Snyder's-Lance, Inc. reported results for its second quarter of 2013. Net revenue for the second quarter ended June 29, 2013 was $439 million, an increase of 9.9 percent compared to prior year net revenue of $399 million. Net income excluding special items in the second quarter of 2013 was $16.9 million, or $0.24 per diluted share, as compared to second quarter 2012 net income excluding special items of $15.0 million, or $0.22 per diluted share. Net income was $13.0 million for the second quarter of 2013, or $0.19 per diluted share, compared to net income of $19.5 million, or $0.28 per diluted share, for the second quarter of 2012. Special items for the second quarter of 2013 included after-tax expenses of $1.2 million for impairment charges and $2.7 million for a substantial self-funded medical expense. Special items for the second quarter of 2012 included after-tax gains of $4.8 million on the sale of route businesses from the merger integration as well as after-tax expenses of $0.5 million for other merger related expenses.
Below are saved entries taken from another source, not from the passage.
// Central Error Type for the Supervisor

use thiserror::Error;

/// Supervisor-level error type
#[derive(Error, Debug)]
pub enum SupervisorError {
    #[error("Domain error: {0}")]
    Domain(#[from] crate::domain::DomainError),

    #[error("Transport error: {0}")]
    Transport(#[from] crate::port::TransportError),

    #[error("Remote endpoint {url} answered with HTTP {status}")]
    HttpStatus { url: String, status: u16 },

    #[error("Execution error: {0}")]
    Execution(#[from] crate::port::ExecutionError),

    #[error("Module '{module}' does not accept {invocation} invocations")]
    InvalidInvocation { module: String, invocation: String },

    #[error("Module '{0}' already has a detached launch in flight")]
    LaunchInFlight(String),

    #[error("Background launch failed: {0}")]
    LaunchJoin(String),

    #[error("Configuration error: {0}")]
    Config(String),
}

/// Result type alias using SupervisorError
pub type Result<T> = std::result::Result<T, SupervisorError>;

impl SupervisorError {
    /// Transport and HTTP status failures, i.e. the remote side is unreachable or unhappy
    pub fn is_remote_failure(&self) -> bool {
        matches!(
            self,
            SupervisorError::Transport(_) | SupervisorError::HttpStatus { .. }
        )
    }
}
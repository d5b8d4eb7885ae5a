// Scoped module lifecycle: enter, run body, always exit
use futures::future::BoxFuture;
use futures::FutureExt;
use std::panic::AssertUnwindSafe;
use tracing::{debug, warn};

use crate::application::module::Module;
use crate::error::Result;

/// Run `body` inside the module's scope.
///
/// `enter` runs first; if it fails the body is skipped and `exit` is not called.
/// Once `enter` succeeded, `exit` runs on every path: normal return, an `Err`
/// from the body, or a panic (resumed after `exit`). A body error takes
/// precedence over an exit error.
///
/// # Example
/// ```text
/// let dispatched = scoped(&mut remote, |m| {
///     Box::pin(async move { m.run(Invocation::command("ping", Params::new())).await })
/// })
/// .await?;
/// ```
pub async fn scoped<M, T, F>(module: &mut M, body: F) -> Result<T>
where
    M: Module + ?Sized,
    F: for<'m> FnOnce(&'m mut M) -> BoxFuture<'m, Result<T>>,
{
    module.enter().await?;
    debug!(module = %module.name(), "Entered module scope");

    let outcome = AssertUnwindSafe(body(&mut *module)).catch_unwind().await;
    let exited = module.exit().await;
    debug!(module = %module.name(), "Left module scope");

    match outcome {
        Ok(Ok(value)) => exited.map(|_| value),
        Ok(Err(e)) => {
            if let Err(exit_err) = exited {
                warn!(module = %module.name(), error = %exit_err, "Scope exit failed after body error");
            }
            Err(e)
        }
        Err(panic) => {
            if let Err(exit_err) = exited {
                warn!(module = %module.name(), error = %exit_err, "Scope exit failed after body panic");
            }
            std::panic::resume_unwind(panic)
        }
    }
}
"We are pleased with our performance in the second quarter of 2013 as Snyder's-Lance continues to execute on the fundamentals of our strategic plan to build a stronger, premium and differentiated snack foods company," commented Carl E. Lee, Jr., president and chief executive officer, in a prepared statement. "Growing our top line at 10 percent year over year through a combination of acquired and organic growth demonstrates our team is capable of winning on many fronts. Our plan of emphasizing core brands, while expanding margins for our Private Brands and other products over time, is proving to be a solid path forward for creating shareholder value. As previously discussed, we increased our investment in marketing and advertising during the second quarter to build brand awareness and drive sales in the second half of the year. During the quarter, we stepped up our advertising spending to launch a new television advertising campaign for Snyder's of Hanover® pretzels. We also increased social media promotional activities for the 100-year anniversary of the Lance® brand, a significant milestone for our company. We continued to benefit from our acquisition of Snack Factory® Pretzel Crisps® which posted significant year over year revenue and market share gains. Net revenue for our core branded products was up 22 percent for the second quarter, largely driven by acquired volume. In addition, all of these core brands posted market share gains for full year 2013. We expect solid sales momentum in the second half of 2013 as our core brand advertising, marketing and promotional efforts begin to influence retail sales."
Lee continued, "Ongoing consumer and marketing efforts are planned for the third quarter. We firmly believe that our strategic plan remains solid and we have a number of product innovations and initiatives for the remainder of 2013 and beyond to build our brands and expand their distribution. Snyder's-Lance is very excited about the future, and I want to thank our associates and partners for their continued commitment and dedication."